CANBIO - PhD Training Program

Individual projects - Intrinsic Escape Mechanisms

The first work package centres on the fundamental cancer question related to inherent tumour escape mechanisms: it will address the molecular aspects of tumour heterogeneity and the complex interplay between the tumour and its microenvironment, in particular with regard to immune cells

Such understanding aims at targeting cancer at its root and allows the exploitation of this new knowledge for the improvement of cancer therapies.

Project 1: Elucidating the genetics of invasive and tumour core compartments in glioblastoma

Glioblastoma are composed of a dense tumour mass and of a highly invasive tumour margin, which infiltrates the brain parenchyma. We have recapitulated this growth behaviour in clinically-relevant animal models and have shown that tumours can switch to a more invasive growth in a treatment-dependent manner. Here we will analyse the underlying genetic and molecular mechanisms that are responsible for these patterns. This project will point to novel molecular pathways that should enable targeting the invasive component of Glioblastoma. 

Project 2: The metabolic landscape of cancer-associated fibroblasts and its role in colorectal cancer progression and resistance

Cancer-associated fibroblasts (CAFs) have been suggested to play an important role in tumor development, especially in relation to tumor initiation and metastasis. CAFs are highly heterogeneous and enhance cellular migration of epithelial tumor cells, display elevated pro-angiogenic cytokine signaling, and facilitate inflammation. They can also affect immune-recognition of tumor cells. By generating and integrating multi-omics data (transcriptomics, proteomics and metabolomics) of normal fibroblasts and tumor-associated fibroblasts from the same patient, we aim at building CAF-specific metabolic models and identify CAF-specific targets by using an integrated computational approach. Ultimately, this project aims at unraveling resistance mechanisms and new therapeutic strategies for colorectal cancer that are focused on the tumor microenvironment.

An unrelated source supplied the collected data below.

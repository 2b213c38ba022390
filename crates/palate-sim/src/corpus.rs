//! Seeded corpus generation

use chrono::{DateTime, Duration, TimeZone, Utc};
use palate_model::{FriendRef, ItemId, RawRecord, UserId};
use rand::rngs::StdRng;
use rand::seq::IndexedRandom;
use rand::{Rng, SeedableRng};
use uuid::Uuid;

const FIRST_NAMES: &[&str] = &[
    "Ana", "Bo", "Chidi", "Dana", "Eli", "Farah", "Goran", "Hana", "Ivo", "Jun", "Kira", "Luis",
];
const PLACE_WORDS: &[&str] = &[
    "Golden", "Little", "Blue", "Old", "Corner", "Garden", "Harbor", "Lantern", "Copper", "Olive",
];
const PLACE_KINDS: &[&str] = &["Kitchen", "Table", "House", "Bar", "Bistro", "Canteen", "Room"];
const CATEGORIES: &[&str] = &["Italian", "Japanese", "Mexican", "Cafe", "Bakery", "Thai", "Seafood"];
const CITIES: &[(&str, &str)] = &[
    ("Lisbon", "Portugal"),
    ("Porto", "Portugal"),
    ("Madrid", "Spain"),
    ("Berlin", "Germany"),
    ("Tokyo", "Japan"),
];

/// Generated friends and their records
#[derive(Debug, Clone)]
pub(crate) struct Corpus {
    pub(crate) user: UserId,
    pub(crate) friends: Vec<FriendRef>,
    pub(crate) records: Vec<RawRecord>,
}

/// Shape of the generated corpus
#[derive(Debug, Clone, Copy)]
pub(crate) struct CorpusSpec {
    pub(crate) friends: usize,
    pub(crate) items_per_friend: usize,
    pub(crate) wishlist_ratio: f64,
    pub(crate) seed: u64,
}

fn seeded_id(rng: &mut StdRng) -> Uuid {
    Uuid::from_u128(rng.random())
}

fn epoch() -> DateTime<Utc> {
    Utc.with_ymd_and_hms(2024, 6, 1, 12, 0, 0)
        .single()
        .unwrap_or_default()
}

/// Deterministic for a given seed and shape
pub(crate) fn generate(spec: CorpusSpec) -> Corpus {
    let mut rng = StdRng::seed_from_u64(spec.seed);
    let user = UserId(seeded_id(&mut rng));

    let friends: Vec<FriendRef> = (0..spec.friends)
        .map(|i| {
            let first = FIRST_NAMES[i % FIRST_NAMES.len()];
            let username = format!("{}{}", first.to_lowercase(), i / FIRST_NAMES.len());
            FriendRef::new(UserId(seeded_id(&mut rng)), username)
                .with_display_name(format!("{first} {}", (b'A' + (i % 26) as u8) as char))
                .with_activity_score(rng.random_range(0..100))
        })
        .collect();

    let mut created_at = epoch();
    let mut records = Vec::with_capacity(spec.friends * spec.items_per_friend);
    for friend in &friends {
        for _ in 0..spec.items_per_friend {
            created_at -= Duration::minutes(rng.random_range(1..240));
            let name = format!(
                "{} {}",
                PLACE_WORDS.choose(&mut rng).copied().unwrap_or("The"),
                PLACE_KINDS.choose(&mut rng).copied().unwrap_or("Place"),
            );
            let (city, country) = CITIES.choose(&mut rng).copied().unwrap_or(("Lisbon", "Portugal"));

            let mut raw = RawRecord::new(friend.id, name, created_at);
            raw.id = ItemId(seeded_id(&mut rng));
            raw.category = CATEGORIES.choose(&mut rng).map(|c| (*c).to_string());
            raw.city = Some(city.to_string());
            raw.country = Some(country.to_string());
            raw.price_tier = Some(rng.random_range(1..=4));
            raw.is_wishlist = rng.random_bool(spec.wishlist_ratio.clamp(0.0, 1.0));
            if !raw.is_wishlist {
                raw.rating = Some(f32::from(rng.random_range(10_u8..=100)) / 10.0);
            }
            if rng.random_bool(0.5) {
                raw.photo_refs = vec![format!("photos/{}.jpg", raw.id)];
            }
            records.push(raw);
        }
    }

    Corpus {
        user,
        friends,
        records,
    }
}

#[cfg(test)]
mod tests {
    use super::*;

    fn spec(seed: u64) -> CorpusSpec {
        CorpusSpec {
            friends: 4,
            items_per_friend: 10,
            wishlist_ratio: 0.25,
            seed,
        }
    }

    #[test]
    fn same_seed_same_corpus() {
        let a = generate(spec(7));
        let b = generate(spec(7));
        assert_eq!(a.user, b.user);
        assert_eq!(a.records, b.records);
        assert_ne!(generate(spec(8)).records, a.records);
    }

    #[test]
    fn records_are_valid_and_owned_by_friends() {
        let corpus = generate(spec(1));
        assert_eq!(corpus.records.len(), 40);
        for raw in &corpus.records {
            let owner = corpus.friends.iter().find(|f| f.id == raw.owner_id).unwrap();
            assert!(palate_model::ActivityItem::from_raw(raw.clone(), owner).is_ok());
            assert_eq!(raw.rating.is_some(), !raw.is_wishlist);
        }
    }
}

Project 3: The non-coding genome: contribution to tumour heterogeneity and functional implications in tumour development and drug resistance

In this project, the focus will be on computationally exploring the non-coding (nc) parts of the genomes of melanoma: mutations and rearrangements (types and numbers) affecting promoters and other regulatory regions as well as miRNAs and lnc RNAs. The potential functional impact of the nc genome on tumour development and drug resistance will be explored in silico (RNA-Seq data generated from suitable cell models) followed by selected wet lab validation.

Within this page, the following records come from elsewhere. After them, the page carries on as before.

//! Timestamped cache entries

use std::time::Duration;
use tokio::time::Instant;

/// A cached value and the moment it was fetched
///
/// Valid iff `now - fetched_at < ttl`. The timestamp comes from the tokio
/// clock so paused-time tests can age entries deterministically.
#[derive(Debug, Clone)]
pub struct CacheEntry<T> {
    /// Cached value
    pub value: T,
    /// When the value was fetched
    pub fetched_at: Instant,
}

impl<T> CacheEntry<T> {
    /// Stamp a value with the current time
    #[inline]
    #[must_use]
    pub fn new(value: T) -> Self {
        Self {
            value,
            fetched_at: Instant::now(),
        }
    }

    /// Time since fetch
    #[inline]
    #[must_use]
    pub fn age(&self) -> Duration {
        self.fetched_at.elapsed()
    }

    /// Whether the entry is still usable under `ttl`
    #[inline]
    #[must_use]
    pub fn is_valid(&self, ttl: Duration) -> bool {
        self.age() < ttl
    }
}

#[cfg(test)]
mod tests {
    use super::*;

    #[tokio::test(start_paused = true)]
    async fn entry_expires_exactly_at_ttl() {
        let entry = CacheEntry::new(7);
        let ttl = Duration::from_secs(60);
        assert!(entry.is_valid(ttl));

        tokio::time::advance(Duration::from_secs(59)).await;
        assert!(entry.is_valid(ttl));

        tokio::time::advance(Duration::from_secs(1)).await;
        assert!(!entry.is_valid(ttl));
    }
}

Project 4: Role of hypoxia in the establishment of an immune suppressive tumour microenvironment

Tumors use several mechanisms to evade the host immune control. It is now well established that hypoxia has not only a strong impact on tumor cell biology, but it also participates to the establishment of an immune suppressive tumor microenvironment. This project aims to understand the molecular mechanism(s) by which hypoxia-associated pathways drive tumor cell escape from immune cell attack and define innovative strategies to switch the immosuppressive to an immunosupportive environment in order to develop more durable and successful cancer immunotherapy approaches. 

Project 5: Addressing the role of tumour associated microglia/macrophages in glioblastoma

A major contributing factor to tumor development and progression is its ability to evade the immune system. Glioblastomas release factors that recruit resident microglia, macrophages and other peripheral immune cells to the tumor site and transform them into tumour-supportive cells. We aim to investigate the contribution of microglia/macrophages in intrinsic tumor escape mechanisms by analysing their phenotypic and functional adaptation in the tumorigenic process in order to reprogram them to promote anti-tumour activities.  

Project 6: Identification of cytoskeleton targets to reverse immune resistance in breast cancer

We recently discovered that breast cancer cells resist natural killer (NK) cell-induced cell death through a fast and prominent accumulation of actin at the cell-cell contact region. Our data indicate that such an actin-based response significantly reduces the delivery of cytolytic compounds, such as perforin and granzyme B, to the target cancer cells. The present project aims to further characterize the mechanism by which this actin response leads to immune
resistance. In addition, it aims to identify the cytoskeletal regulators driving the actin response, as well as the upstream signaling pathways. The use of such regulators and/or pathways as targets to reverse breast cancer cell resistance to natural killer cells will be evaluated.